What you have to do: Before you finish, make sure each line of the records has been retyped exactly.

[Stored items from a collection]
::::

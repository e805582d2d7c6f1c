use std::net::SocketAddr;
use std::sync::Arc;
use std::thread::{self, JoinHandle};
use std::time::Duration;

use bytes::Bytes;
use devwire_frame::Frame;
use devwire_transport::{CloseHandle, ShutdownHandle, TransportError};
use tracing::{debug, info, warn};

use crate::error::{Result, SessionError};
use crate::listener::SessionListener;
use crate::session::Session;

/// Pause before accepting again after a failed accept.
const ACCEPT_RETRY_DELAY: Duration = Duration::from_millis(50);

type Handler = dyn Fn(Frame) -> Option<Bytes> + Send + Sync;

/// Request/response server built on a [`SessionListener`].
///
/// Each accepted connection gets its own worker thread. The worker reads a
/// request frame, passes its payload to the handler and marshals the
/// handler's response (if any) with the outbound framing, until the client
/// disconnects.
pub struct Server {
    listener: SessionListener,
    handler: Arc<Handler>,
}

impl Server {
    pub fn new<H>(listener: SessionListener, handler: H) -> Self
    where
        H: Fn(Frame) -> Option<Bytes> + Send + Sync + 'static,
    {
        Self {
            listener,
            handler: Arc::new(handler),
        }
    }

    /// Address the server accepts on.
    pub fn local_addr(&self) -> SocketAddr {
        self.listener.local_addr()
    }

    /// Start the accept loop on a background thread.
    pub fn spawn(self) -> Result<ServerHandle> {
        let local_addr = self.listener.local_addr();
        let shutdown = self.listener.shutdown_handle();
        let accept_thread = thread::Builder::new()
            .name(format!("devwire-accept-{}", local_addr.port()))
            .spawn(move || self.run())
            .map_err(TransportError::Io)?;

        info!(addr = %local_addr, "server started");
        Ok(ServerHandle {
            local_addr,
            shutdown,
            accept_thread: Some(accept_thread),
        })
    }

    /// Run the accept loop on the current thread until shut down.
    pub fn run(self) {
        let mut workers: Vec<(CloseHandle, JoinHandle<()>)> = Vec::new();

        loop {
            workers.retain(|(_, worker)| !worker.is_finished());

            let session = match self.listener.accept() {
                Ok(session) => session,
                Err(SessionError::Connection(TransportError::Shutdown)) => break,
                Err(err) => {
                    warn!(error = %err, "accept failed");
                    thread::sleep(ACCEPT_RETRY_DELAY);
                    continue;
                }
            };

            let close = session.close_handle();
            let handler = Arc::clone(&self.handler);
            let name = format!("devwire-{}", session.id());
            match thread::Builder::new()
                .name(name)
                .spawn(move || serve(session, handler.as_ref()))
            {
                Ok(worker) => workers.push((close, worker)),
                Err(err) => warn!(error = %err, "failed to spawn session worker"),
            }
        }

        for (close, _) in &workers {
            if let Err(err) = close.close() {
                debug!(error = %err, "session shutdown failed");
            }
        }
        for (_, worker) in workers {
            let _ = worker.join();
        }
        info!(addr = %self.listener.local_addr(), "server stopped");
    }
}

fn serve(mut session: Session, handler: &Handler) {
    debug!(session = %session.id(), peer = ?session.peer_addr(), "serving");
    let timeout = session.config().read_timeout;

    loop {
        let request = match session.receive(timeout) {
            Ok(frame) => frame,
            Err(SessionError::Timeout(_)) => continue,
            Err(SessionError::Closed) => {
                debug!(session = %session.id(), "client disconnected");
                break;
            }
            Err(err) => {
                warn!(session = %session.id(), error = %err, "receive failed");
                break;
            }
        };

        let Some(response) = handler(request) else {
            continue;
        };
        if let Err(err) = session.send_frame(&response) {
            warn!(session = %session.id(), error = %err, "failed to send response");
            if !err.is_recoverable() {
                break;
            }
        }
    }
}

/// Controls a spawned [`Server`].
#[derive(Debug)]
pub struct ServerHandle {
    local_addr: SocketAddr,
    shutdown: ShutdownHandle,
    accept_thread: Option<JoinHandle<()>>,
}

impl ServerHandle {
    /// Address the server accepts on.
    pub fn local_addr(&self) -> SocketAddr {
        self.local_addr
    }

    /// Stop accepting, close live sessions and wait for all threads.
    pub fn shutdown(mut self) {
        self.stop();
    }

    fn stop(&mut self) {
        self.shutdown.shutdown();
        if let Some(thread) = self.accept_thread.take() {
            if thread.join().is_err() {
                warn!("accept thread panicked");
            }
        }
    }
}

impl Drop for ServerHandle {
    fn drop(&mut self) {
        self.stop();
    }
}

::::

Answer section:
repository e805582d2d7c6f1c
use std::net::SocketAddr;
use std::sync::Arc;
use std::thread::{self, JoinHandle};
use std::time::Duration;

use bytes::Bytes;
use devwire_frame::Frame;
use devwire_transport::{CloseHandle, ShutdownHandle, TransportError};
use tracing::{debug, info, warn};

use crate::error::{Result, SessionError};
use crate::listener::SessionListener;
use crate::session::Session;

/// Pause before accepting again after a failed accept.
const ACCEPT_RETRY_DELAY: Duration = Duration::from_millis(50);

type Handler = dyn Fn(Frame) -> Option<Bytes> + Send + Sync;

/// Request/response server built on a [`SessionListener`].
///
/// Each accepted connection gets its own worker thread. The worker reads a
/// request frame, passes its payload to the handler and marshals the
/// handler's response (if any) with the outbound framing, until the client
/// disconnects.
pub struct Server {
    listener: SessionListener,
    handler: Arc<Handler>,
}

impl Server {
    pub fn new<H>(listener: SessionListener, handler: H) -> Self
    where
        H: Fn(Frame) -> Option<Bytes> + Send + Sync + 'static,
    {
        Self {
            listener,
            handler: Arc::new(handler),
        }
    }

    /// Address the server accepts on.
    pub fn local_addr(&self) -> SocketAddr {
        self.listener.local_addr()
    }

    /// Start the accept loop on a background thread.
    pub fn spawn(self) -> Result<ServerHandle> {
        let local_addr = self.listener.local_addr();
        let shutdown = self.listener.shutdown_handle();
        let accept_thread = thread::Builder::new()
            .name(format!("devwire-accept-{}", local_addr.port()))
            .spawn(move || self.run())
            .map_err(TransportError::Io)?;

        info!(addr = %local_addr, "server started");
        Ok(ServerHandle {
            local_addr,
            shutdown,
            accept_thread: Some(accept_thread),
        })
    }

    /// Run the accept loop on the current thread until shut down.
    pub fn run(self) {
        let mut workers: Vec<(CloseHandle, JoinHandle<()>)> = Vec::new();

        loop {
            workers.retain(|(_, worker)| !worker.is_finished());

            let session = match self.listener.accept() {
                Ok(session) => session,
                Err(SessionError::Connection(TransportError::Shutdown)) => break,
                Err(err) => {
                    warn!(error = %err, "accept failed");
                    thread::sleep(ACCEPT_RETRY_DELAY);
                    continue;
                }
            };

            let close = session.close_handle();
            let handler = Arc::clone(&self.handler);
            let name = format!("devwire-{}", session.id());
            match thread::Builder::new()
                .name(name)
                .spawn(move || serve(session, handler.as_ref()))
            {
                Ok(worker) => workers.push((close, worker)),
                Err(err) => warn!(error = %err, "failed to spawn session worker"),
            }
        }

        for (close, _) in &workers {
            if let Err(err) = close.close() {
                debug!(error = %err, "session shutdown failed");
            }
        }
        for (_, worker) in workers {
            let _ = worker.join();
        }
        info!(addr = %self.listener.local_addr(), "server stopped");
    }
}

fn serve(mut session: Session, handler: &Handler) {
    debug!(session = %session.id(), peer = ?session.peer_addr(), "serving");
    let timeout = session.config().read_timeout;

    loop {
        let request = match session.receive(timeout) {
            Ok(frame) => frame,
            Err(SessionError::Timeout(_)) => continue,
            Err(SessionError::Closed) => {
                debug!(session = %session.id(), "client disconnected");
                break;
            }
            Err(err) => {
                warn!(session = %session.id(), error = %err, "receive failed");
                break;
            }
        };

        let Some(response) = handler(request) else {
            continue;
        };
        if let Err(err) = session.send_frame(&response) {
            warn!(session = %session.id(), error = %err, "failed to send response");
            if !err.is_recoverable() {
                break;
            }
        }
    }
}

/// Controls a spawned [`Server`].
#[derive(Debug)]
pub struct ServerHandle {
    local_addr: SocketAddr,
    shutdown: ShutdownHandle,
    accept_thread: Option<JoinHandle<()>>,
}

impl ServerHandle {
    /// Address the server accepts on.
    pub fn local_addr(&self) -> SocketAddr {
        self.local_addr
    }

    /// Stop accepting, close live sessions and wait for all threads.
    pub fn shutdown(mut self) {
        self.stop();
    }

    fn stop(&mut self) {
        self.shutdown.shutdown();
        if let Some(thread) = self.accept_thread.take() {
            if thread.join().is_err() {
                warn!("accept thread panicked");
            }
        }
    }
}

impl Drop for ServerHandle {
    fn drop(&mut self) {
        self.stop();
    }
}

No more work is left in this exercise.